### WORK REQUIRED
Go through the data below and return each line where the string "done" appears.

-*-

use std::sync::Arc;

use chrono::{DateTime, Duration, FixedOffset, NaiveDate, NaiveTime, TimeZone, Utc};
use tracing::{info, warn};
use uuid::Uuid;

use super::dto::TaskCommand;
use super::model::Task;
use super::queries::TaskStore;
use super::validate_task_text;

#[derive(Debug, Clone, Copy, PartialEq, Eq, thiserror::Error)]
pub enum InvalidText {
    #[error("text is empty")]
    Empty,
    #[error("text has no letter or digit")]
    NoLetterOrDigit,
}

#[derive(Debug, thiserror::Error)]
pub enum TaskError {
    #[error("authentication required")]
    Unauthenticated,
    #[error("task not found")]
    NotFound,
    #[error("task belongs to another user")]
    Forbidden,
    #[error("invalid task text: {0}")]
    InvalidText(InvalidText),
    #[error("task text is too long")]
    TooLong,
    #[error(transparent)]
    Store(#[from] anyhow::Error),
}

/// What an update request ended up doing.
#[derive(Debug)]
pub enum Applied {
    Deleted,
    Toggled(Task),
    Renamed(Task),
}

/// Ownership-scoped reads and writes over a `TaskStore`.
///
/// Every entry point takes the caller explicitly; `None` means an anonymous
/// request and is rejected before any validation or storage access.
#[derive(Clone)]
pub struct TaskService {
    store: Arc<dyn TaskStore>,
    utc_offset: FixedOffset,
}

impl TaskService {
    pub fn new(store: Arc<dyn TaskStore>, utc_offset: FixedOffset) -> Self {
        Self { store, utc_offset }
    }

    /// Calendar date of `now` in the configured timezone.
    pub fn today_at(&self, now: DateTime<Utc>) -> NaiveDate {
        now.with_timezone(&self.utc_offset).date_naive()
    }

    pub fn today(&self) -> NaiveDate {
        self.today_at(Utc::now())
    }

    /// UTC bounds `[start, end)` of `day` in the configured timezone.
    fn day_bounds(&self, day: NaiveDate) -> (DateTime<Utc>, DateTime<Utc>) {
        let local_midnight = day.and_time(NaiveTime::MIN);
        let offset = Duration::seconds(i64::from(self.utc_offset.local_minus_utc()));
        let start = Utc.from_utc_datetime(&(local_midnight - offset));
        (start, start + Duration::days(1))
    }

    pub async fn list_today(&self, caller: Option<Uuid>, today: NaiveDate) -> Result<Vec<Task>, TaskError> {
        let user_id = authenticated(caller)?;
        let (from, to) = self.day_bounds(today);
        Ok(self.store.list_between(user_id, from, to).await?)
    }

    pub async fn create(&self, caller: Option<Uuid>, text: &str) -> Result<Task, TaskError> {
        let user_id = authenticated(caller)?;
        let text = validate_task_text(text)?;

        let task = self.store.insert(user_id, text, Utc::now()).await?;
        info!(%user_id, task_id = task.id, "task created");
        Ok(task)
    }

    pub async fn rename(&self, caller: Option<Uuid>, task_id: i64, text: &str) -> Result<Task, TaskError> {
        let user_id = authenticated(caller)?;
        self.owned(user_id, task_id).await?;
        let text = validate_task_text(text)?;

        // The row may vanish between the ownership check and the write; that reads as NotFound.
        let task = self.store.update_text(user_id, task_id, text).await?.ok_or(TaskError::NotFound)?;
        info!(%user_id, task_id, "task renamed");
        Ok(task)
    }

    pub async fn toggle_done(&self, caller: Option<Uuid>, task_id: i64, done: bool) -> Result<Task, TaskError> {
        let user_id = authenticated(caller)?;
        self.owned(user_id, task_id).await?;

        let task = self.store.set_done(user_id, task_id, done).await?.ok_or(TaskError::NotFound)?;
        info!(%user_id, task_id, done, "task toggled");
        Ok(task)
    }

    pub async fn delete(&self, caller: Option<Uuid>, task_id: i64) -> Result<(), TaskError> {
        let user_id = authenticated(caller)?;
        self.owned(user_id, task_id).await?;

        if !self.store.delete(user_id, task_id).await? {
            return Err(TaskError::NotFound);
        }
        info!(%user_id, task_id, "task deleted");
        Ok(())
    }

    /// Runs one update request. A missing task id is an unknown task, but
    /// only once the caller is known to be authenticated.
    pub async fn apply(&self, caller: Option<Uuid>, task_id: Option<i64>, command: TaskCommand) -> Result<Applied, TaskError> {
        let Some(task_id) = task_id else {
            authenticated(caller)?;
            return Err(TaskError::NotFound);
        };

        match command {
            TaskCommand::Delete => self.delete(caller, task_id).await.map(|()| Applied::Deleted),
            TaskCommand::SetDone(done) => self.toggle_done(caller, task_id, done).await.map(Applied::Toggled),
            TaskCommand::Rename(text) => self.rename(caller, task_id, &text).await.map(Applied::Renamed),
        }
    }

    /// Existence, then ownership.
    async fn owned(&self, user_id: Uuid, task_id: i64) -> Result<(), TaskError> {
        let task = self.store.get(task_id).await?.ok_or(TaskError::NotFound)?;
        if task.user_id != user_id {
            warn!(%user_id, task_id, "task owned by another user");
            return Err(TaskError::Forbidden);
        }
        Ok(())
    }
}

fn authenticated(caller: Option<Uuid>) -> Result<Uuid, TaskError> {
    caller.ok_or(TaskError::Unauthenticated)
}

-*-

### ANSWER TO THIS PROBLEM
    pub async fn toggle_done(&self, caller: Option<Uuid>, task_id: i64, done: bool) -> Result<Task, TaskError> {
        let task = self.store.set_done(user_id, task_id, done).await?.ok_or(TaskError::NotFound)?;
        info!(%user_id, task_id, done, "task toggled");
            TaskCommand::SetDone(done) => self.toggle_done(caller, task_id, done).await.map(Applied::Toggled),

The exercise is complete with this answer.